Square’s Influence on the Industry

Square is a visible, trusted brand that has helped shift the payments industry from a commoditized one to a productized one. Part of the reason it has succeeded in re-characterizing what a merchant acquirer and card processor can be.

Instead of branding itself as an independent sales organization, though it operates very similarly to one, it bills itself as a technology company that offers financial services. Just like processors, Square allows merchants to accept debit and credit cards by pushing the transactions into the system through banks. However, its genius was lying in the fact that it promoted itself as a provider of software services focused on helping smaller businesses, specifically micro-merchants, which was very underserved in terms of opportunities for payment acceptance.

Micro-merchants welcomed Square with open arms because it offered easy-to-understand, transparent pricing packages, though they may not have been the cheapest options around. Also, instead of relying on hard-lined sales models to build up a base of merchants, it gained newcomers via the internet.

Though Square faced lots of indirect competition when it began, it offered a new perspective on electronic payments that was focused on simplifying the process. It used a much more abbreviated underwriting process than most acquirers based on the idea that the smaller the company, the lower the risk. This approach opened up credit acceptance to a whole new world of entrepreneurs.

Of course, its approach resulted in a number of companies trying to duplicate Square’s model. But, where Square really succeeded above others is that is made the merchant-underwriting process much simpler and faster.

The Highs and Lows of Square

Though Square has made a name for itself, it also has experienced failures. It abandoned a partnership it had with Starbucks, and it eliminated Square Order, which was intended to replace Square Wallet, less than a year after it was introduced. Square Order allowed consumers to place small business orders, such as a lunch or a coffee, pay online, and then, the shopper would pick up items later. It never really caught on because only a limited number of merchants in large cities offered it.

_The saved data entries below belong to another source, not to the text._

impl<'a> UsdaReader<'a> {
    /// Parses one layer file from its text form.
    pub fn parse_layer(src: &str) -> Result<Layer, ParserError> {
        if src.trim().is_empty() {
            return Err(ParserError::EmptySource);
        }

        let header = src.lines().find(|line| !line.trim().is_empty());
        if !header.is_some_and(|line| line.trim_start().starts_with("#usda")) {
            return Err(ParserError::FormatError {
                reason: "missing #usda header line",
            });
        }

        let mut lexer = Lexer::new(src);
        let current = lexer.next_token()?;
        let mut reader = UsdaReader { lexer, current };
        reader.parse_layer_inner()
    }

    fn advance(&mut self) -> Result<(), ParserError> {
        self.current = self.lexer.next_token()?;
        Ok(())
    }

    fn expect(&mut self, token: Token) -> Result<(), ParserError> {
        if self.current != token {
            return Err(self.error(format!("expected {:?}, found {:?}", token, self.current)));
        }
        self.advance()
    }

    fn expect_ident(&mut self) -> Result<String, ParserError> {
        match std::mem::replace(&mut self.current, Token::Eof) {
            Token::Ident(text) => {
                self.advance()?;
                Ok(text)
            }
            other => Err(self.error(format!("expected identifier, found {:?}", other))),
        }
    }

    fn expect_string(&mut self) -> Result<String, ParserError> {
        match std::mem::replace(&mut self.current, Token::Eof) {
            Token::Str(text) => {
                self.advance()?;
                Ok(text)
            }
            other => Err(self.error(format!("expected string literal, found {:?}", other))),
        }
    }

    fn error(&self, reason: String) -> ParserError {
        ParserError::SyntaxError {
            line: self.lexer.line,
            reason,
        }
    }

    fn parse_layer_inner(&mut self) -> Result<Layer, ParserError> {
        let mut layer = Layer::default();

        if self.current == Token::LParen {
            self.parse_layer_metadata(&mut layer)?;
        }

        while self.current != Token::Eof {
            let prim = self.parse_prim()?;
            layer.roots.push(prim);
        }

        Ok(layer)
    }

    fn parse_layer_metadata(&mut self, layer: &mut Layer) -> Result<(), ParserError> {
        self.expect(Token::LParen)?;
        while self.current != Token::RParen {
            let key = self.expect_ident()?;
            match key.as_str() {
                "subLayers" => {
                    self.expect(Token::Equals)?;
                    layer.sub_layer_paths = self.parse_asset_list()?;
                }
                "defaultPrim" => {
                    self.expect(Token::Equals)?;
                    layer.default_prim = Some(self.expect_string()?);
                }
                other => {
                    debug!("Skipping unsupported layer metadata `{}`", other);
                    self.skip_metadata_value()?;
                }
            }
        }
        self.expect(Token::RParen)
    }

    fn parse_asset_list(&mut self) -> Result<Vec<String>, ParserError> {
        let mut assets = Vec::new();
        self.expect(Token::LBracket)?;
        loop {
            match std::mem::replace(&mut self.current, Token::Eof) {
                Token::Asset(path) => {
                    self.advance()?;
                    assets.push(path);
                    if self.current == Token::Comma {
                        self.advance()?;
                    }
                }
                Token::RBracket => {
                    self.advance()?;
                    return Ok(assets);
                }
                other => return Err(self.error(format!("expected asset path, found {:?}", other))),
            }
        }
    }

    fn parse_prim(&mut self) -> Result<PrimSpec, ParserError> {
        let specifier_word = self.expect_ident()?;
        let specifier = match specifier_word.as_str() {
            "def" => Specifier::Def,
            "class" => Specifier::Class,
            "over" => Specifier::Over,
            other => return Err(self.error(format!("expected prim specifier, found `{}`", other))),
        };

        let type_name = match &self.current {
            Token::Ident(_) => Some(self.expect_ident()?),
            _ => None,
        };
        let name = self.expect_string()?;

        let mut prim = PrimSpec {
            specifier,
            type_name,
            name,
            ..Default::default()
        };

        if self.current == Token::LParen {
            self.parse_prim_metadata(&mut prim)?;
        }

        self.expect(Token::LBrace)?;
        while self.current != Token::RBrace {
            self.parse_prim_member(&mut prim)?;
        }
        self.expect(Token::RBrace)?;

        Ok(prim)
    }

    fn parse_prim_metadata(&mut self, prim: &mut PrimSpec) -> Result<(), ParserError> {
        self.expect(Token::LParen)?;
        while self.current != Token::RParen {
            let mut key = self.expect_ident()?;
            // List-op qualifiers don't change how we store the entries: a
            // freshly parsed spec has exactly the authored items.
            if matches!(key.as_str(), "prepend" | "append" | "add" | "delete") {
                key = self.expect_ident()?;
            }

            match key.as_str() {
                "references" => {
                    self.expect(Token::Equals)?;
                    prim.references = self.parse_reference_items()?;
                }
                "apiSchemas" => {
                    self.expect(Token::Equals)?;
                    prim.api_schemas = self.parse_string_list()?;
                }
                other => {
                    debug!("Skipping unsupported prim metadata `{}`", other);
                    self.skip_metadata_value()?;
                }
            }
        }
        self.expect(Token::RParen)
    }

    fn parse_reference_items(&mut self) -> Result<Vec<Reference>, ParserError> {
        if self.current != Token::LBracket {
            return Ok(vec![self.parse_reference_item()?]);
        }

        let mut references = Vec::new();
        self.advance()?;
        while self.current != Token::RBracket {
            references.push(self.parse_reference_item()?);
            if self.current == Token::Comma {
                self.advance()?;
            }
        }
        self.advance()?;
        Ok(references)
    }

    fn parse_reference_item(&mut self) -> Result<Reference, ParserError> {
        let asset_path = match std::mem::replace(&mut self.current, Token::Eof) {
            Token::Asset(path) => {
                self.advance()?;
                path
            }
            other => return Err(self.error(format!("expected asset path, found {:?}", other))),
        };

        let prim_path = match std::mem::replace(&mut self.current, Token::Eof) {
            Token::PathRef(path) => {
                self.advance()?;
                Some(SdfPath::new(path))
            }
            other => {
                self.current = other;
                None
            }
        };

        Ok(Reference {
            asset_path,
            prim_path,
        })
    }

    fn parse_string_list(&mut self) -> Result<Vec<String>, ParserError> {
        let mut strings = Vec::new();
        self.expect(Token::LBracket)?;
        while self.current != Token::RBracket {
            strings.push(self.expect_string()?);
            if self.current == Token::Comma {
                self.advance()?;
            }
        }
        self.advance()?;
        Ok(strings)
    }

    fn parse_path_list(&mut self) -> Result<Vec<SdfPath>, ParserError> {
        if let Token::PathRef(path) = &self.current {
            let target = SdfPath::new(path.clone());
            self.advance()?;
            return Ok(vec![target]);
        }

        let mut targets = Vec::new();
        self.expect(Token::LBracket)?;
        while self.current != Token::RBracket {
            match std::mem::replace(&mut self.current, Token::Eof) {
                Token::PathRef(path) => {
                    self.advance()?;
                    targets.push(SdfPath::new(path));
                    if self.current == Token::Comma {
                        self.advance()?;
                    }
                }
                other => return Err(self.error(format!("expected prim path, found {:?}", other))),
            }
        }
        self.advance()?;
        Ok(targets)
    }

    fn parse_prim_member(&mut self, prim: &mut PrimSpec) -> Result<(), ParserError> {
        let Token::Ident(word) = &self.current else {
            return Err(self.error(format!("expected prim member, found {:?}", self.current)));
        };

        if matches!(word.as_str(), "def" | "class" | "over") {
            let child = self.parse_prim()?;
            prim.children.push(child);
            return Ok(());
        }

        let mut first = self.expect_ident()?;
        let mut custom = false;
        if first == "custom" {
            custom = true;
            first = self.expect_ident()?;
        }
        if matches!(first.as_str(), "prepend" | "append" | "add" | "delete") {
            first = self.expect_ident()?;
        }

        if first == "rel" {
            let name = self.expect_ident()?;
            let mut targets = Vec::new();
            if self.current == Token::Equals {
                self.advance()?;
                targets = self.parse_path_list()?;
            }
            let entry = prim.relationships.entry(name).or_insert_with(Vec::new);
            for target in targets {
                if !entry.contains(&target) {
                    entry.push(target);
                }
            }
            return Ok(());
        }

        // Attribute: `[custom] <type> <name> [= value]`
        let mut type_name = first;
        if type_name == "uniform" {
            let base = self.expect_ident()?;
            type_name = format!("uniform {}", base);
        }
        let name = self.expect_ident()?;
        let mut value = None;
        if self.current == Token::Equals {
            self.advance()?;
            value = Some(self.parse_value()?);
        }
        prim.attributes.insert(
            name,
            Attribute {
                type_name,
                custom,
                value,
            },
        );
        Ok(())
    }

    fn parse_value(&mut self) -> Result<Value, ParserError> {
        match std::mem::replace(&mut self.current, Token::Eof) {
            Token::Str(text) => {
                self.advance()?;
                Ok(Value::Str(text))
            }
            Token::Asset(path) => {
                self.advance()?;
                Ok(Value::Asset(path))
            }
            Token::Number(raw) => {
                self.advance()?;
                self.parse_number(&raw)
            }
            Token::Ident(word) => {
                self.advance()?;
                match word.as_str() {
                    "true" => Ok(Value::Bool(true)),
                    "false" => Ok(Value::Bool(false)),
                    other => Ok(Value::Token(other.to_string())),
                }
            }
            Token::LParen => {
                self.current = Token::LParen;
                self.advance()?;
                let mut elements = Vec::new();
                while self.current != Token::RParen {
                    elements.push(self.parse_value()?);
                    if self.current == Token::Comma {
                        self.advance()?;
                    }
                }
                self.advance()?;
                Ok(Value::Tuple(elements))
            }
            Token::LBracket => {
                self.current = Token::LBracket;
                self.advance()?;
                let mut elements = Vec::new();
                while self.current != Token::RBracket {
                    elements.push(self.parse_value()?);
                    if self.current == Token::Comma {
                        self.advance()?;
                    }
                }
                self.advance()?;
                Ok(Value::List(elements))
            }
            other => Err(self.error(format!("expected a value, found {:?}", other))),
        }
    }

    fn parse_number(&self, raw: &str) -> Result<Value, ParserError> {
        if raw.contains('.') || raw.contains('e') {
            raw.parse::<f64>()
                .map(Value::Float)
                .map_err(|_| self.error(format!("invalid number literal `{}`", raw)))
        } else {
            raw.parse::<i64>()
                .map(Value::Int)
                .map_err(|_| self.error(format!("invalid number literal `{}`", raw)))
        }
    }

    /// Consumes the `= value` of a metadata entry we don't model, including
    /// dictionary values with nested braces.
    fn skip_metadata_value(&mut self) -> Result<(), ParserError> {
        if self.current != Token::Equals {
            return Ok(());
        }
        self.advance()?;

        if self.current == Token::LBrace {
            let mut depth = 0usize;
            loop {
                match &self.current {
                    Token::LBrace => depth += 1,
                    Token::RBrace => {
                        depth -= 1;
                        if depth == 0 {
                            return self.advance();
                        }
                    }
                    Token::Eof => return Err(self.error("unterminated dictionary".to_string())),
                    _ => {}
                }
                self.advance()?;
            }
        }

        self.parse_value().map(|_| ())
    }
}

What’s New on the Horizon?

Square latest venture is with cryptocurrency. It is building a crypto team, and its Cash App already allows for the purchase and sale of Bitcoin. However, how this will impact Square’s bottom line remains an unknown.

In Conclusion

Though Square switched up the payments landscape to make card acceptance more accessible to all, it doesn’t mean that others in the sector have made their marks, as well. All stakeholders in the industry benefit from new innovations because it forces everyone to look at their current models and readjust to give the public what they want.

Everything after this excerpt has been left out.